それから数十分経ち、ダイヤ傘の端ががりがりと削られ始めた頃(そしてあたしの体力が限界に限りなく近付いた頃)、空の暗い波紋はぼろぼろと崩れるように晴れはじめた。
ああ、良かった。訳はわかんないけど、とりあえず終わったみたいだ。

「ねえ日向、あれ結局なんだったの?
……ねえ?」

「ん?ああ……」

日向がもごもごと口ごもる。言い難い何かがあるらしい。
その歯切れの悪さを怪訝に思いこそすれ、無理に聞き出そうとは思わなかったのだ。その日が終わって、翌朝がやってくるまで。

「うそ、なんで今日も……!早すぎない!?」

「あぁクソッ、ここに来てからヤな予感ばっか当たるよ!
また来るぞ!昨日の敵……『水』が!!」

空には昨日と同じく波紋。
ただしそれは、明らかに大きく広がっている。昨日のものよりも遥かに。

「だってもう……昨日終わったんじゃ……!」

「文字の中にはな、特殊なのがあるんだよ。
『神』とか『国』とか『皇』とか……それに四大元素な。『火』、『風』、『土』……で、開校以来『水』は出てこなかったんだ」

日向がギリリと歯噛みする。
given nameは自分も知らない情報に俄かに恐怖を覚えたが、とりあえずはそれどころじゃない。

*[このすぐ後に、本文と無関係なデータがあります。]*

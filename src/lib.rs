//! `lattice`: a schema-driven, multi-dialect SQL data access core.
//!
//! This crate re-exports [`lattice_core`] (the dialect-agnostic template
//! algebra, schema capability interface, and mutation/query/normalisation
//! engines) together with whichever concrete dialect drivers are enabled
//! via Cargo features, plus the migration controller and ensure engine
//! from `lattice-migrations`.
//!
//! Enable one or more of the `sqlite` (default), `postgres`, `mysql`
//! features to pull in a concrete [`lattice_core::driver::Driver`]
//! implementation.

pub use lattice_core as core;
pub use lattice_core::prelude;

pub use lattice_migrations::{copy_column, ensure_constraints, ensure_table, EnsureOutcome};
pub use lattice_migrations::{MigrationController, NoopListener, UpgradeEvent, UpgradeListener};

#[cfg(feature = "sqlite")]
pub use lattice_sqlite::{SqliteDialect, SqliteDriver};

#[cfg(feature = "postgres")]
pub use lattice_postgres::{PostgresDialect, PostgresDriver};

#[cfg(feature = "mysql")]
pub use lattice_mysql::{MysqlDialect, MysqlDriver};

「あいつらは致命傷を負わせない限り毎日出現するんだ、しかも日々パワーアップしていく……!
数日中に打開できなきゃ全滅、こいつらに潰された年は何回もある!」

「致命傷、って!
空相手に、どうすれば……!」

「元素モンは反対の要素ぶつけりゃいいんだ、こいつは『水』だから、『火』、『焼』とか『燃』とか……!」

あと、『炎』とか!

その声に反応して、アイラがぱっと顔を上げる。
その文字は、知っている。

「『炎』……!!」


シエちゃん――……!!!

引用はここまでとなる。